4:2:2 video like that currently causes my LE Pi 5 to reboot - though AIUI the CPU should be fine to decode it in software (as it also should 4:2:2 MPEG2) so this is less likely to be a hardware limitation on the Pi 5, more a software issue that needs some work.
Is this LE11 or LE12? I did spend a while making sure the software paths for the all the weird formats I would find (which did include 422/444 as well as 10-bit/12-bit) did the right thing. That may be LE12 only.
If LE12 fails, can you point me at a sample file that crashes and I'll look into it.
Some are based around YCbCr (aka YUV) PQ HDR10 or HLG 10-bit HEVC/h.265 and then Dolby Vision RPU metadata (and in some cases also an expansion layer to get from 10-bit to 12-bit depth). These can usually be replayed with no Dolby Vision licensing requirement for the HDR10/HLG stuff. Examples of this type of DV sources are Dolby Vision UHD Blu-rays and DV video shot on iPhones.
Other DV stuff is encoded purely in a DolbyVision video format using ICtCp representation and PQ instead of YCbCr/YUV - though still encoded in 10-bit HEVC/h.265. When these are replayed by non-Dolby Vision licensed devices they replay with magenta/green colours instead of normal colours, because they are interpreted as YCbCr when they aren't. This format is widely used for streaming platforms - where the streaming player can request a specific encode that it can play (rather than a single encode needing to be playable by multiple devices). The CoreElec DV implementation can play these OK, few other devices can.

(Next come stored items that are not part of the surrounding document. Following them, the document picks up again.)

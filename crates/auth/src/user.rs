//! User accounts and their outward representation.
//!
//! [`User`] is the stored record and intentionally has no `Serialize` impl:
//! the only way a user leaves the core is as a [`UserView`], which has no hash
//! field at all.

use chrono::{DateTime, Utc};
use serde::Serialize;

use libris_core::{DomainError, DomainResult, RoleId, UserId};

use crate::roles::dedup_ids;

/// Username of the account created by bootstrap seeding.
pub const SEED_ADMIN_USERNAME: &str = "admin";

pub const USERNAME_MIN_LEN: usize = 3;
pub const USERNAME_MAX_LEN: usize = 30;
pub const SECRET_MIN_LEN: usize = 6;

// ─────────────────────────────────────────────────────────────────────────────
// Stored record
// ─────────────────────────────────────────────────────────────────────────────

#[derive(Clone, PartialEq, Eq)]
pub struct User {
    pub id: UserId,
    pub username: String,
    pub email: String,
    pub secret_hash: String,
    pub full_name: String,
    pub active: bool,
    pub roles: Vec<RoleId>,
    pub last_authenticated_at: Option<DateTime<Utc>>,
    pub created_at: DateTime<Utc>,
    pub updated_at: DateTime<Utc>,
}

impl User {
    /// Build a new active account from already-validated parts.
    pub fn new(
        username: String,
        email: String,
        secret_hash: String,
        full_name: String,
        roles: Vec<RoleId>,
        now: DateTime<Utc>,
    ) -> Self {
        Self {
            id: UserId::new(),
            username,
            email,
            secret_hash,
            full_name,
            active: true,
            roles: dedup_ids(roles),
            last_authenticated_at: None,
            created_at: now,
            updated_at: now,
        }
    }

    pub fn set_roles(&mut self, roles: Vec<RoleId>, now: DateTime<Utc>) {
        self.roles = dedup_ids(roles);
        self.updated_at = now;
    }

    pub fn is_seed_admin(&self) -> bool {
        self.username == SEED_ADMIN_USERNAME
    }
}

impl core::fmt::Debug for User {
    fn fmt(&self, f: &mut core::fmt::Formatter<'_>) -> core::fmt::Result {
        f.debug_struct("User")
            .field("id", &self.id)
            .field("username", &self.username)
            .field("email", &self.email)
            .field("secret_hash", &"<redacted>")
            .field("full_name", &self.full_name)
            .field("active", &self.active)
            .field("roles", &self.roles)
            .field("last_authenticated_at", &self.last_authenticated_at)
            .finish()
    }
}

// ─────────────────────────────────────────────────────────────────────────────
// Outward view
// ─────────────────────────────────────────────────────────────────────────────

/// A user as it may be shown to clients.
#[derive(Debug, Clone, PartialEq, Eq, Serialize)]
#[serde(rename_all = "camelCase")]
pub struct UserView {
    pub id: UserId,
    pub username: String,
    pub email: String,
    pub full_name: String,
    pub active: bool,
    pub roles: Vec<RoleId>,
    pub last_authenticated_at: Option<DateTime<Utc>>,
    pub created_at: DateTime<Utc>,
    pub updated_at: DateTime<Utc>,
}

impl From<&User> for UserView {
    fn from(user: &User) -> Self {
        Self {
            id: user.id,
            username: user.username.clone(),
            email: user.email.clone(),
            full_name: user.full_name.clone(),
            active: user.active,
            roles: user.roles.clone(),
            last_authenticated_at: user.last_authenticated_at,
            created_at: user.created_at,
            updated_at: user.updated_at,
        }
    }
}

// ─────────────────────────────────────────────────────────────────────────────
// Input normalization
// ─────────────────────────────────────────────────────────────────────────────

/// Trim and lower-case an email, rejecting anything not shaped like `x@y.z`.
pub fn normalize_email(raw: &str) -> DomainResult<String> {
    let email = raw.trim().to_lowercase();
    if !looks_like_email(&email) {
        return Err(DomainError::invalid_input("please provide a valid email"));
    }
    Ok(email)
}

fn looks_like_email(s: &str) -> bool {
    if s.chars().any(char::is_whitespace) {
        return false;
    }
    let Some((local, domain)) = s.split_once('@') else {
        return false;
    };
    // The domain part needs a dot with something on both sides of it.
    !local.is_empty()
        && domain
            .rfind('.')
            .is_some_and(|dot| dot > 0 && dot + 1 < domain.len())
}

pub fn normalize_username(raw: &str) -> DomainResult<String> {
    let username = raw.trim().to_lowercase();
    let len = username.chars().count();
    if !(USERNAME_MIN_LEN..=USERNAME_MAX_LEN).contains(&len) {
        return Err(DomainError::invalid_input(format!(
            "username must be between {USERNAME_MIN_LEN} and {USERNAME_MAX_LEN} characters"
        )));
    }
    Ok(username)
}

pub fn validate_secret(secret: &str) -> DomainResult<()> {
    if secret.chars().count() < SECRET_MIN_LEN {
        return Err(DomainError::invalid_input(format!(
            "password must be at least {SECRET_MIN_LEN} characters long"
        )));
    }
    Ok(())
}

pub fn normalize_full_name(raw: &str) -> DomainResult<String> {
    let name = raw.trim();
    if name.is_empty() {
        return Err(DomainError::invalid_input("full name cannot be empty"));
    }
    Ok(name.to_string())
}

#[cfg(test)]
mod tests {
    use super::*;

    fn sample() -> User {
        User::new(
            "reader".into(),
            "reader@example.com".into(),
            "$argon2id$secret".into(),
            "Rea Der".into(),
            vec![],
            Utc::now(),
        )
    }

    #[test]
    fn view_never_carries_the_hash() {
        let json = serde_json::to_string(&UserView::from(&sample())).unwrap();
        assert!(!json.contains("argon2"));
        assert!(!json.to_lowercase().contains("hash"));
        assert!(json.contains("fullName"));
    }

    #[test]
    fn debug_redacts_the_hash() {
        let dbg = format!("{:?}", sample());
        assert!(!dbg.contains("argon2"));
        assert!(dbg.contains("<redacted>"));
    }

    #[test]
    fn email_is_lower_cased_and_shape_checked() {
        assert_eq!(normalize_email(" Admin@Example.COM ").unwrap(), "admin@example.com");
        for bad in ["", "nobody", "a@b", "a@.com", "a b@c.de", "@x.io", "x@y."] {
            assert!(normalize_email(bad).is_err(), "{bad} accepted");
        }
    }

    #[test]
    fn username_length_is_bounded() {
        assert_eq!(normalize_username(" Alice ").unwrap(), "alice");
        assert!(normalize_username("ab").is_err());
        assert!(normalize_username(&"x".repeat(31)).is_err());
        assert!(normalize_username(&"x".repeat(30)).is_ok());
    }

    #[test]
    fn short_secrets_are_rejected() {
        assert!(validate_secret("12345").is_err());
        assert!(validate_secret("123456").is_ok());
    }

    #[test]
    fn seed_admin_is_recognized_by_username() {
        let mut user = sample();
        assert!(!user.is_seed_admin());
        user.username = SEED_ADMIN_USERNAME.to_string();
        assert!(user.is_seed_admin());
    }
}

Is there an easy way (e.g. using mediainfo, what is the relevant string to look for) to see which case a video is in?
Do you believe the first case here can be decoded and displayed correctly, purely by outputting the untouched YCbCr data from decoder and the appropriate metadata? I believe the second case requires per-pixel processing which is likely infeasible at 4k without dedicated hardware or a very high performance gpu.
Any chance of LLDV decoding from Kodi on RPI4 (I read ffmpeg libplacebo can decode DV) and do HDR10 dynamic tonemapping like hdfury processor?
My TV is a Samsung and it doesn't decode DV.
I'd say no possibility for 4K video (neither cpu nor 3d hardware has performance for this).
I don't know if 1080p would be possible.
But most hdr content is 4k.
I'm now seeing the latest version doesn't even have analogue output as an audio option anymore. So that's a definite deal-breaker for me with my old stereo system. Apparently I'm expected to either replace my hardware/stereo, or buy an additional adapter (micro-HDMI to audio) just because Kodi thinks I should be limited to just HDMI and bluetooth outputs?
Add "dtparam=audio=on" to config.txt.
FWIW, I've not seen any issues with stalls and the iPlayer add-on; using an RPi5 not RPi4 but that shouldn't make any difference.
Have you tried "Watch Live"? Only that has the stall issue.